[Stored data entries]

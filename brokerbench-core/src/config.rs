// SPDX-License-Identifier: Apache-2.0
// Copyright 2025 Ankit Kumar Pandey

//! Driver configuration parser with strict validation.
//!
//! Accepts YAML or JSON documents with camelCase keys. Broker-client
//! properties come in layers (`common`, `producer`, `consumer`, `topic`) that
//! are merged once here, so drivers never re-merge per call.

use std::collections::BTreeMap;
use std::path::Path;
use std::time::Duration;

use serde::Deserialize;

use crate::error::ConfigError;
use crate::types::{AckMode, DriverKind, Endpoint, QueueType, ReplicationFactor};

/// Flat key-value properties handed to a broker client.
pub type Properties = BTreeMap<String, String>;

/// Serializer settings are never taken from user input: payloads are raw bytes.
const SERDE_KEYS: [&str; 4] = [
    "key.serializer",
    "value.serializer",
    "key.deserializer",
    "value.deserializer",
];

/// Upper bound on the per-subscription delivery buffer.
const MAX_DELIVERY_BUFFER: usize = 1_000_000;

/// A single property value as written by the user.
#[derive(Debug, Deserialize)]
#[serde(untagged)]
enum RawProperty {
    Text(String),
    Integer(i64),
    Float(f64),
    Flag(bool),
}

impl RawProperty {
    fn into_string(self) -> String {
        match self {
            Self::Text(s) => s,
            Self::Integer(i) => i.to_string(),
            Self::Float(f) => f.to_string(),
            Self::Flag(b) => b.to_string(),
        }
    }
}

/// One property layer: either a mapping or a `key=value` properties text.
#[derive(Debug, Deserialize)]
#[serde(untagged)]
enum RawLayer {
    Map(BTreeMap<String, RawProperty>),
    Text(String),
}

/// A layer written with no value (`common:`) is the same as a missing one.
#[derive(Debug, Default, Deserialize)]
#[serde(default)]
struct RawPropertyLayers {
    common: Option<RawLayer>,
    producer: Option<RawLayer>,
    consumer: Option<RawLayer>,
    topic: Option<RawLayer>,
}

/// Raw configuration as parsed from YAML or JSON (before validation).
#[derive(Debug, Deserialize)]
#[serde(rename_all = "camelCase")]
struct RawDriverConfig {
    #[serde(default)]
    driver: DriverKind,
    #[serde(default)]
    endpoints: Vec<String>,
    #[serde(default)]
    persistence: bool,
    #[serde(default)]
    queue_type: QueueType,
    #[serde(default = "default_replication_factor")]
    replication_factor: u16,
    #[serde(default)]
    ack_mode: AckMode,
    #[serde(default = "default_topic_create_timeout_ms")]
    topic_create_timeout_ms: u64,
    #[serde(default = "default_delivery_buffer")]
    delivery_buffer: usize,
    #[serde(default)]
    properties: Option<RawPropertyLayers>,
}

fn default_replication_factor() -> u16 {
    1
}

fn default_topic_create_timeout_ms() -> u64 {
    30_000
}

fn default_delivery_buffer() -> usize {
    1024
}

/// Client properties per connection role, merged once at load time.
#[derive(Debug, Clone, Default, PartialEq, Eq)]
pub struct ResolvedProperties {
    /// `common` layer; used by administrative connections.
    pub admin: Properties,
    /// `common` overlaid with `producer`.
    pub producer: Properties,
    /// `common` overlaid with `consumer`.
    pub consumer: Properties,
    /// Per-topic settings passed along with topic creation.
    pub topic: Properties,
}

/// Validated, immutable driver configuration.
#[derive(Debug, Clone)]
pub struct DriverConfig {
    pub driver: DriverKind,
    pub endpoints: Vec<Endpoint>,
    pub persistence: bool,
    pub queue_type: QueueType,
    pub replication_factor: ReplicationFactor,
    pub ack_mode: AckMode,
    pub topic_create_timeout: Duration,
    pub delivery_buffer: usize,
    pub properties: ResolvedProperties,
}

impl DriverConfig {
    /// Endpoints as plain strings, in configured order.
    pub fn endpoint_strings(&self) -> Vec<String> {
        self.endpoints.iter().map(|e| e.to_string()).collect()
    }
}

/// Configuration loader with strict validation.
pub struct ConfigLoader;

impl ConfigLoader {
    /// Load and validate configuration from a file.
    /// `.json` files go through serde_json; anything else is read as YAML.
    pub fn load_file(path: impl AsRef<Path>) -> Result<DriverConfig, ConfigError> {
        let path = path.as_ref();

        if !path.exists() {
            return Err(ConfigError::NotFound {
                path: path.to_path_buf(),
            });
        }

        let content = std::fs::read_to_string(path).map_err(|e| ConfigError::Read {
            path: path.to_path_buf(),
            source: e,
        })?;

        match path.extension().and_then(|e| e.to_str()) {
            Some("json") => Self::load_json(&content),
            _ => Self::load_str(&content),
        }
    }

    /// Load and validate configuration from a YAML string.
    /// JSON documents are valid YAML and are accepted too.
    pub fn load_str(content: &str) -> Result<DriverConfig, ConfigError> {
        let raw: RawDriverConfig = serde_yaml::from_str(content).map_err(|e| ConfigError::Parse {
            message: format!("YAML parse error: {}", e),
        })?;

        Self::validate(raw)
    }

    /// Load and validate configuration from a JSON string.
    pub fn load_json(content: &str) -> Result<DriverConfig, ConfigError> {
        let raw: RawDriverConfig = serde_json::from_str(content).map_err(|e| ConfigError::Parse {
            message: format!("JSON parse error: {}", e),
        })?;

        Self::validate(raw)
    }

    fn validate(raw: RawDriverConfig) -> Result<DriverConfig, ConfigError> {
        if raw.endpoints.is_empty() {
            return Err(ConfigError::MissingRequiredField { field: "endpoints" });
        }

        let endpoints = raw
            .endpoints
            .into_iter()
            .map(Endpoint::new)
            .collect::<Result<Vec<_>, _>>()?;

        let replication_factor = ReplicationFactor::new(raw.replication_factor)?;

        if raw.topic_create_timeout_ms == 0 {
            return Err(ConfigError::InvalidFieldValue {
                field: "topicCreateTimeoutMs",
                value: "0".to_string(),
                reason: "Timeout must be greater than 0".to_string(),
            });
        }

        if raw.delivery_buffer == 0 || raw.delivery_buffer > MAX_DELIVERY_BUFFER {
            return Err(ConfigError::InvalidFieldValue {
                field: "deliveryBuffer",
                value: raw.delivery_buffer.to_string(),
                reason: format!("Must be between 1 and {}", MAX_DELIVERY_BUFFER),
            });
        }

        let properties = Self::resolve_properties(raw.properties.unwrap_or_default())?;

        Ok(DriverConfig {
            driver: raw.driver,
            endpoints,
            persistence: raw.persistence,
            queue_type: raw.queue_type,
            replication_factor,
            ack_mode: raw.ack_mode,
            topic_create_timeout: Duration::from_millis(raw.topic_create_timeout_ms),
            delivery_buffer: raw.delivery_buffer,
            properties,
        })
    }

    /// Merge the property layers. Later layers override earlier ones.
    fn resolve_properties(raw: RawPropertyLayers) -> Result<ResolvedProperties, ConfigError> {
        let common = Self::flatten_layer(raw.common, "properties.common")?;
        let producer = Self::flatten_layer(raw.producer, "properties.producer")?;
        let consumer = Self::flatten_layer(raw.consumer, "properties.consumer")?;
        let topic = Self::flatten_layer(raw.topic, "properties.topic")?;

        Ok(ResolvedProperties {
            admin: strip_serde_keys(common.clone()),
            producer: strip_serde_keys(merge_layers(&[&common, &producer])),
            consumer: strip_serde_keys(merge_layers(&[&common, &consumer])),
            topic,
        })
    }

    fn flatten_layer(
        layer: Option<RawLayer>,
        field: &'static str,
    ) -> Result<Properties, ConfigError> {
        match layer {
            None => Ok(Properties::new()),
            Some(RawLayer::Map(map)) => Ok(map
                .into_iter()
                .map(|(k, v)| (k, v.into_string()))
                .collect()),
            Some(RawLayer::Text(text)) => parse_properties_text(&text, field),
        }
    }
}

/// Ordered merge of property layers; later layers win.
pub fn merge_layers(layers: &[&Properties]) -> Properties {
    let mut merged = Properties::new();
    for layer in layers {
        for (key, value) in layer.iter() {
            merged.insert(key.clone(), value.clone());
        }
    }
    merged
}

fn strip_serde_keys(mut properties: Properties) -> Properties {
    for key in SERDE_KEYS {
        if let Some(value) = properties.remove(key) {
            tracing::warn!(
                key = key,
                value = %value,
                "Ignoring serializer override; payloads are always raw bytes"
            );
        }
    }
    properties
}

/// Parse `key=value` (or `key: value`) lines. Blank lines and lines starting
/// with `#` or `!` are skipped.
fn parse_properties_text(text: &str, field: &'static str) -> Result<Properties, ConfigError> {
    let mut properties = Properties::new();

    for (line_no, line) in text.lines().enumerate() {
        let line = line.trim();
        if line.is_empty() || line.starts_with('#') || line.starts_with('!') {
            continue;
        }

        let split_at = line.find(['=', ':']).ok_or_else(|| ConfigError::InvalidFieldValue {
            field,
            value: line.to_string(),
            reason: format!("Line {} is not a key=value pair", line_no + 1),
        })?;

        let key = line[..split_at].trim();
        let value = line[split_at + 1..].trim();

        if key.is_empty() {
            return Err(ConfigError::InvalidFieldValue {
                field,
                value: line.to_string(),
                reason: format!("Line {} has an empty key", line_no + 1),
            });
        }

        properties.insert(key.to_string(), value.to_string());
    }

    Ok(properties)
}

→ WHAT TO DO: Search the data above for the string "settings" and return every line that has it.

→ RESULT:
/// Serializer settings are never taken from user input: payloads are raw bytes.
    /// Per-topic settings passed along with topic creation.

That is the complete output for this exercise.